_EXERCISE OBJECTIVE_
Show all lines from the records below in which the string "first" is present.
[Opening THE DATA section]
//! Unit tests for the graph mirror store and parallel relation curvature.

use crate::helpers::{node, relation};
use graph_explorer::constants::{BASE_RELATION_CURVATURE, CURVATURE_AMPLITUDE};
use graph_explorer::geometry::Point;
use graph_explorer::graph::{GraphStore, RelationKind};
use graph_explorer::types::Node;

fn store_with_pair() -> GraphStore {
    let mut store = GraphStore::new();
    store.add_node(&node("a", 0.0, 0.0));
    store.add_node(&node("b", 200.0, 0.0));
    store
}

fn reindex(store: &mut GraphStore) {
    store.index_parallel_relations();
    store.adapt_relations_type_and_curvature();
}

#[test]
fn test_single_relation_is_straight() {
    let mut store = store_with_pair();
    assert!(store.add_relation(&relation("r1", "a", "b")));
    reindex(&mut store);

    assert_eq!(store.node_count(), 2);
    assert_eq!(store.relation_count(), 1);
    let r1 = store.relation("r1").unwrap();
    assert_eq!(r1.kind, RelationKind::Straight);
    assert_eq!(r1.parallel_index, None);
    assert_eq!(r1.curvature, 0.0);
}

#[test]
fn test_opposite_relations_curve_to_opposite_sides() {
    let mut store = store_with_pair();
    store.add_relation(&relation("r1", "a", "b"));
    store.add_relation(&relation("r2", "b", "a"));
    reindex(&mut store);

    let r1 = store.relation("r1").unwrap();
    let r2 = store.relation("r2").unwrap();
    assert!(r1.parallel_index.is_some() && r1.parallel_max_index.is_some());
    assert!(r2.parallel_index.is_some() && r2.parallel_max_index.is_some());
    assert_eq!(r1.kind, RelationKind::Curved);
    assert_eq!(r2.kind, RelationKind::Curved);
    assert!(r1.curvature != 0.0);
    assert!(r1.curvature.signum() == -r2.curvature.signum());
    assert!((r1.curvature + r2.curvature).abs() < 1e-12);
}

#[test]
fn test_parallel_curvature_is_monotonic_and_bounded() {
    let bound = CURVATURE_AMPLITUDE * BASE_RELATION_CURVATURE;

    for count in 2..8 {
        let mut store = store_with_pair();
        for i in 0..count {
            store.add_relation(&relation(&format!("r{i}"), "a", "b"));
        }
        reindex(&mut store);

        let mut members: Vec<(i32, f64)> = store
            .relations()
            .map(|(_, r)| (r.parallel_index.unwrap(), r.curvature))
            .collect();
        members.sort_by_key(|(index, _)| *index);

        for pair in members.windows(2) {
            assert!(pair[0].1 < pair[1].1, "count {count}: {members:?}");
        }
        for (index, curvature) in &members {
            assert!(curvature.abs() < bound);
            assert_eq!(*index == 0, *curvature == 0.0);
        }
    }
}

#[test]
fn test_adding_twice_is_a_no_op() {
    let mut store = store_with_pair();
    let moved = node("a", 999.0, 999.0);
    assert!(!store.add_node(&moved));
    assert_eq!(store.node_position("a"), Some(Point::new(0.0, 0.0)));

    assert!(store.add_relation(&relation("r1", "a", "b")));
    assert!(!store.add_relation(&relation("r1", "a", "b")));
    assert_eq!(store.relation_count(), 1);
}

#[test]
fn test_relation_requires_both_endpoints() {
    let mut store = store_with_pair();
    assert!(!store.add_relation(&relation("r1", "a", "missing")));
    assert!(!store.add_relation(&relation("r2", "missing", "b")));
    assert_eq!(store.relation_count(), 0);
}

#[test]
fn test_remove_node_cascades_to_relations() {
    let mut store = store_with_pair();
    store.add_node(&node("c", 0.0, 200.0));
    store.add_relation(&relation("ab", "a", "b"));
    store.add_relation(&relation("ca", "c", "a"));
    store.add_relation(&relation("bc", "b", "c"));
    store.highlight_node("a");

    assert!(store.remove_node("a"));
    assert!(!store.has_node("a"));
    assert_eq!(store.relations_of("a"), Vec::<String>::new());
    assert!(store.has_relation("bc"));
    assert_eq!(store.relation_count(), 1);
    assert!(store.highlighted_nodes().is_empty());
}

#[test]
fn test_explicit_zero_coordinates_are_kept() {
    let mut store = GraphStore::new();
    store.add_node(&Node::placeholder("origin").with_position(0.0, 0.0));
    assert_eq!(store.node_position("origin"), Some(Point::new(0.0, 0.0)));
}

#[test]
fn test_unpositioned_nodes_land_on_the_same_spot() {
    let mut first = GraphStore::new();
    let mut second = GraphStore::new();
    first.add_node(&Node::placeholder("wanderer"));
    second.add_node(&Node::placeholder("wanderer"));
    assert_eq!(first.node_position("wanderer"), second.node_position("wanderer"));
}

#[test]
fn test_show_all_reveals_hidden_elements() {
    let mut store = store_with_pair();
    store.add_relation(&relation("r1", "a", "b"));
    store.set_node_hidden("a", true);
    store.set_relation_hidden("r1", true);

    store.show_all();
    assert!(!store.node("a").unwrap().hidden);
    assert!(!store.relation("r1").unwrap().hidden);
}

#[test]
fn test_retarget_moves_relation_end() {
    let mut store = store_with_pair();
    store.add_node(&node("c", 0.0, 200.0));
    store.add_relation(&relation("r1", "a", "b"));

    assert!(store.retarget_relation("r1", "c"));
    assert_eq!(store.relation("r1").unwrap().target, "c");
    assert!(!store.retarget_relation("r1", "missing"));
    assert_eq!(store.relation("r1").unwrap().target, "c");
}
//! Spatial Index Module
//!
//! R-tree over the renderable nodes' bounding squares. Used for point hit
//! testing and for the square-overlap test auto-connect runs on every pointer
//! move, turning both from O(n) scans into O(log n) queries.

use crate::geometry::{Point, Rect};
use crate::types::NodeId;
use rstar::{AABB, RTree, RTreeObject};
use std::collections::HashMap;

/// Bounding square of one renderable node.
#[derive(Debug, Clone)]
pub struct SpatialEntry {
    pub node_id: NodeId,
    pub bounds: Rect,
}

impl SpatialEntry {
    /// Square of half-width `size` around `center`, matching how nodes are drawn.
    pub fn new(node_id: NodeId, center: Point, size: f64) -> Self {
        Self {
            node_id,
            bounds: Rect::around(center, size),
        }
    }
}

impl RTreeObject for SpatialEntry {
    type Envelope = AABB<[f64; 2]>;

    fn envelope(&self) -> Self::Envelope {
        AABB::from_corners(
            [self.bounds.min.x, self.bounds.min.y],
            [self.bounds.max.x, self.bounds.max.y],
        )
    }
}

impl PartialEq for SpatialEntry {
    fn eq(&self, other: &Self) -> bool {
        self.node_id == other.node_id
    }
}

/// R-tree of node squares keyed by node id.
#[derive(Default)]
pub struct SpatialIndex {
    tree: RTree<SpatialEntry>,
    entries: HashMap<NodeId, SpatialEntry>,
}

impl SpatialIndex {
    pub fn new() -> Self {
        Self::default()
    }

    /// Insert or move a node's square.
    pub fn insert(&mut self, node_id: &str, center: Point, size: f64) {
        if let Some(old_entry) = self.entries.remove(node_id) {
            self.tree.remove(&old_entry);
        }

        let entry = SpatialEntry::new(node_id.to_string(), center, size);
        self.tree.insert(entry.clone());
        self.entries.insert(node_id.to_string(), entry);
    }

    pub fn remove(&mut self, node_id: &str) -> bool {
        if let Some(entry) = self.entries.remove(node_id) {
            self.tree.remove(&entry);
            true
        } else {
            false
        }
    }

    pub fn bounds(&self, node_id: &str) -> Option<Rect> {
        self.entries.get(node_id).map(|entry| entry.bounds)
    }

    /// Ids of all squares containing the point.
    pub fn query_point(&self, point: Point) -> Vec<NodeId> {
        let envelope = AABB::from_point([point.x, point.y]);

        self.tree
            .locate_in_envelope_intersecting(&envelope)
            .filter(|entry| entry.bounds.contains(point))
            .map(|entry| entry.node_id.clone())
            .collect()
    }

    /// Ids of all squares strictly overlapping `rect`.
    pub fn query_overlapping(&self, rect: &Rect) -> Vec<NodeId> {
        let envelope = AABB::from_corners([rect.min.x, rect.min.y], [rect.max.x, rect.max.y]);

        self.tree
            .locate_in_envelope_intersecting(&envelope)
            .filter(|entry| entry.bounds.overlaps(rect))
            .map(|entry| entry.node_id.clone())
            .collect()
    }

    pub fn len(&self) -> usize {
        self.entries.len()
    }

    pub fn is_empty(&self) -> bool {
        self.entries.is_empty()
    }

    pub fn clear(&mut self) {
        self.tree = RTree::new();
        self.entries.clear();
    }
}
[Closing THE DATA section]
_RESPONSE FOR THIS EXERCISE_
    let mut first = GraphStore::new();
    first.add_node(&Node::placeholder("wanderer"));
    assert_eq!(first.node_position("wanderer"), second.node_position("wanderer"));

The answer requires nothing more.